-- Task description --
Starting with the line that contains "let end = base.clone().with_align(1.0);" and stopping after the line that contains "assert!(close(base.x(0), step /", copy the entries below exactly. Include nothing else.

-- Task data --
# # # # #

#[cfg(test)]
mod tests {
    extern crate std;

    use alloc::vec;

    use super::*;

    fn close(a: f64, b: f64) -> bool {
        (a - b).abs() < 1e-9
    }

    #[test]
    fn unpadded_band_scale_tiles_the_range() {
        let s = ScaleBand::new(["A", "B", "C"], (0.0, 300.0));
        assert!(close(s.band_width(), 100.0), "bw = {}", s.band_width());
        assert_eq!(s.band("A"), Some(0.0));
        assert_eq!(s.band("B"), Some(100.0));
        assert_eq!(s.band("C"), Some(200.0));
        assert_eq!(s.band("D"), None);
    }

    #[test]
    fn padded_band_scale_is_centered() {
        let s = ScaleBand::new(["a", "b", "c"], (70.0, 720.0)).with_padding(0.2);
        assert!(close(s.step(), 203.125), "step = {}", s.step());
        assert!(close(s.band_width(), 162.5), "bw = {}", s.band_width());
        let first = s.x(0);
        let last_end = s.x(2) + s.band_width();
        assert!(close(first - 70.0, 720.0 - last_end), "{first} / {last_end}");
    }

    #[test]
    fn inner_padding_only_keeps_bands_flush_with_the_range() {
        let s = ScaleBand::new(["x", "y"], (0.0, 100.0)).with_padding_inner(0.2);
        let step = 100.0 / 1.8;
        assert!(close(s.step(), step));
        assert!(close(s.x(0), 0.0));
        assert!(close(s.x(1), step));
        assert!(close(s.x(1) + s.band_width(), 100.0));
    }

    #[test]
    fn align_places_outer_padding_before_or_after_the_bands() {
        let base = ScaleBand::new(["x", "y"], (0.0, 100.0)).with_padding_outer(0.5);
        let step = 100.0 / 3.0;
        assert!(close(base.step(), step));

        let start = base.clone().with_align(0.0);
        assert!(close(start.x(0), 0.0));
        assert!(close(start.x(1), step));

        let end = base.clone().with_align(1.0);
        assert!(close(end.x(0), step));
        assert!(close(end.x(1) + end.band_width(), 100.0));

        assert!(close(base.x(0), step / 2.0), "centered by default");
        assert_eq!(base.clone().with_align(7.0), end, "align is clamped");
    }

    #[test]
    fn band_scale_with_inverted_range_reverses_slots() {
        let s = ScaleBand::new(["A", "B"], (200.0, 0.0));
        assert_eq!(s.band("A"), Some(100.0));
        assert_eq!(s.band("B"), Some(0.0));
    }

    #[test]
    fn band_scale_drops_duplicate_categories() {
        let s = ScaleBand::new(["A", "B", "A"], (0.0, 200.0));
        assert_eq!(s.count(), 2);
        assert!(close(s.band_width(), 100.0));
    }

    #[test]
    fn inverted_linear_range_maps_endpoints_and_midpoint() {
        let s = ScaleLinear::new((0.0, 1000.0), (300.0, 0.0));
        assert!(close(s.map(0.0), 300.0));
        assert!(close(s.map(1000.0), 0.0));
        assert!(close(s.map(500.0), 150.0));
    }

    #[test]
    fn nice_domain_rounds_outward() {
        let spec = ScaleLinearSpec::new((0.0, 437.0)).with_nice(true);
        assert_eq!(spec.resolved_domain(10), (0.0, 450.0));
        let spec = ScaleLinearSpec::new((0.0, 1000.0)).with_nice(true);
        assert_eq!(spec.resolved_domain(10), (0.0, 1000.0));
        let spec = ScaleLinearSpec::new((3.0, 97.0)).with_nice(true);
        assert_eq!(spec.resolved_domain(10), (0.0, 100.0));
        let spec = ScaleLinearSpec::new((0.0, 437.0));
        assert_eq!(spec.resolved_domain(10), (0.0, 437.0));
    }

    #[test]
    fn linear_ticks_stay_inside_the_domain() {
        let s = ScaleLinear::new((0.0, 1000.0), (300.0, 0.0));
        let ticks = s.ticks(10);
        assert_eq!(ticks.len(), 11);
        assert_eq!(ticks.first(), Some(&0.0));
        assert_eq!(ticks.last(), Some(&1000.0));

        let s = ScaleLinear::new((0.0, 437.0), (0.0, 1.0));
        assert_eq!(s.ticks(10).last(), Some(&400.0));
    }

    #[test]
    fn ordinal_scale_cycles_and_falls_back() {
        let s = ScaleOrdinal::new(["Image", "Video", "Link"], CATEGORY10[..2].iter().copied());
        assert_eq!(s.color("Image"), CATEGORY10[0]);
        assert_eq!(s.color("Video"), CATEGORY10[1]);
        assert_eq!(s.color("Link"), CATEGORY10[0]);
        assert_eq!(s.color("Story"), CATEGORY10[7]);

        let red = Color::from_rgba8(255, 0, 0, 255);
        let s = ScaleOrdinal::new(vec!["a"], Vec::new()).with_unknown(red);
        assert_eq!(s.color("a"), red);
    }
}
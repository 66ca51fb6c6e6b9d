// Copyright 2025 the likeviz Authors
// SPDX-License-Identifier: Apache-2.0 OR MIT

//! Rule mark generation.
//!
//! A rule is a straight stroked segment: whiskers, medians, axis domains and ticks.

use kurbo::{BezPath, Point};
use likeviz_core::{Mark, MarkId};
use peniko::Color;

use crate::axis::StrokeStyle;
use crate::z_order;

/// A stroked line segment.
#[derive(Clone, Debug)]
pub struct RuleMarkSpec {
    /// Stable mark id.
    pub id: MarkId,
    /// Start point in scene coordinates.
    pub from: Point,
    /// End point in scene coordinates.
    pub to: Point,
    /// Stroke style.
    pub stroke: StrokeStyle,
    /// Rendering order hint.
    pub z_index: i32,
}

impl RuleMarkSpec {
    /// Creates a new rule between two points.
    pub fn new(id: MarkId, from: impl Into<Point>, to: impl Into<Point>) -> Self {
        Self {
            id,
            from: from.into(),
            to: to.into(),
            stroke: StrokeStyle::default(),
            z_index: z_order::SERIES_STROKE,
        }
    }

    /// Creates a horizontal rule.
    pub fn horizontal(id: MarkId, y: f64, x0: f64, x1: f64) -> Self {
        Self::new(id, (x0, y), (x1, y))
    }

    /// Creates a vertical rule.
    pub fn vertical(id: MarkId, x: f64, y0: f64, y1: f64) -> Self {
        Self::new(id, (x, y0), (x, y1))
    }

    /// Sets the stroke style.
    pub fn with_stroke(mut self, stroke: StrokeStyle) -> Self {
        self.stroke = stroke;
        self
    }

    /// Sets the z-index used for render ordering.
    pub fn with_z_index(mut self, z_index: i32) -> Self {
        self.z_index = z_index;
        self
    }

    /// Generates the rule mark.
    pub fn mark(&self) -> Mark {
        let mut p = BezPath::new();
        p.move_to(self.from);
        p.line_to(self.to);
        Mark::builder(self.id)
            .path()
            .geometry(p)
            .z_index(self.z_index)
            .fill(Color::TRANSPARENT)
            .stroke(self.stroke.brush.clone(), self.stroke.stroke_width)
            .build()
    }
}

# # # # #

-- Response area --
        let end = base.clone().with_align(1.0);
        assert!(close(end.x(0), step));
        assert!(close(end.x(1) + end.band_width(), 100.0));

        assert!(close(base.x(0), step / 2.0), "centered by default");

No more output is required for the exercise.